I’ve heard the theory that Doyle might have come to realize that he had made some errors and started to intentionally make Watson unreliable in order to explain away those problems, but that doesn’t seem consistent with his growing boredom with the characters – why would he go through the trouble of making his narrator unreliable when he’s going to kill off Holmes in a few stories anyway? I mean, he even recycles the ending for “The Five Orange Pips” in this story – once again, the villains escape and then are mysteriously killed at sea. How can Doyle be simultaneously so careless and so nuanced in his writing? While it is technically possible for Doyle to be thinking and creating his stories on these levels, the more likely answer is that Doyle cranked out these stories as inspiration (and money) motivated him, and he just wasn’t paying that much attention to the little details. Ergo, moving Watson more and more to an observing role and Holmes taking up the lion’s share of deduction is easier and less taxing than writing two flawed but complex characters. Hey, any writer will tell you that they have off days, and that means some stories come out better than others.

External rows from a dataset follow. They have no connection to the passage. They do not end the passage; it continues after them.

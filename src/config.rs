use serde::Deserialize;

use crate::services::ScoringPolicy;

/// Application configuration loaded from environment variables
#[derive(Debug, Deserialize, Clone)]
pub struct Config {
    /// Server host address
    #[serde(default = "default_host")]
    pub host: String,

    /// Server port
    #[serde(default = "default_port")]
    pub port: u16,

    /// Path to the static recipe corpus (JSON)
    #[serde(default = "default_recipes_path")]
    pub recipes_path: String,

    /// Directory uploaded images are written to
    #[serde(default = "default_upload_dir")]
    pub upload_dir: String,

    /// Maximum accepted upload body size in bytes
    #[serde(default = "default_max_upload_bytes")]
    pub max_upload_bytes: usize,

    /// How candidate recipes are scored (`gated` or `blended`)
    #[serde(default)]
    pub scoring_policy: ScoringPolicy,

    /// Redis URL for ratings and favorites; kept in memory when unset
    #[serde(default)]
    pub redis_url: Option<String>,
}

fn default_host() -> String {
    "127.0.0.1".to_string()
}

fn default_port() -> u16 {
    5000
}

fn default_recipes_path() -> String {
    "data/recipes.json".to_string()
}

fn default_upload_dir() -> String {
    "uploads".to_string()
}

fn default_max_upload_bytes() -> usize {
    16 * 1024 * 1024
}

impl Default for Config {
    fn default() -> Self {
        Self {
            host: default_host(),
            port: default_port(),
            recipes_path: default_recipes_path(),
            upload_dir: default_upload_dir(),
            max_upload_bytes: default_max_upload_bytes(),
            scoring_policy: ScoringPolicy::default(),
            redis_url: None,
        }
    }
}

impl Config {
    /// Load configuration from environment variables
    pub fn from_env() -> anyhow::Result<Self> {
        dotenvy::dotenv().ok();
        envy::from_env::<Config>().map_err(|e| anyhow::anyhow!("Failed to load config: {}", e))
    }

    /// Address the server binds to
    pub fn bind_addr(&self) -> String {
        format!("{}:{}", self.host, self.port)
    }
}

Anyhow, the case itself is another con game with bits of “The Five Orange Pips” worked in (as mentioned above). We meet an Inspector Lanner, but we barely see him in this story and never see him again in the course of the canon, so fuck him. Most of the interesting bits of the story actually belong to “The Cardboard Box” anyhow. It’s not a bad story for all that, but it looks particularly weak next to upcoming stories like “The Greek Interpreter” and “The Final Problem.”

  1. So all by bitching up to this point leads to the obvious question “Why didn’t I use the British editions for my essays?” The convenient answer is that by rereading the American version and then cross-referencing with my British editions, I can call out these inconsistencies and explore them in detail. But the real answer is that I didn’t realize the ebook version I was using was the American version until I got into Memoirs, which is probably the most affected collection of the lot. The ability to compare editions is me turning my nerdrage into lemonade. Or something like that.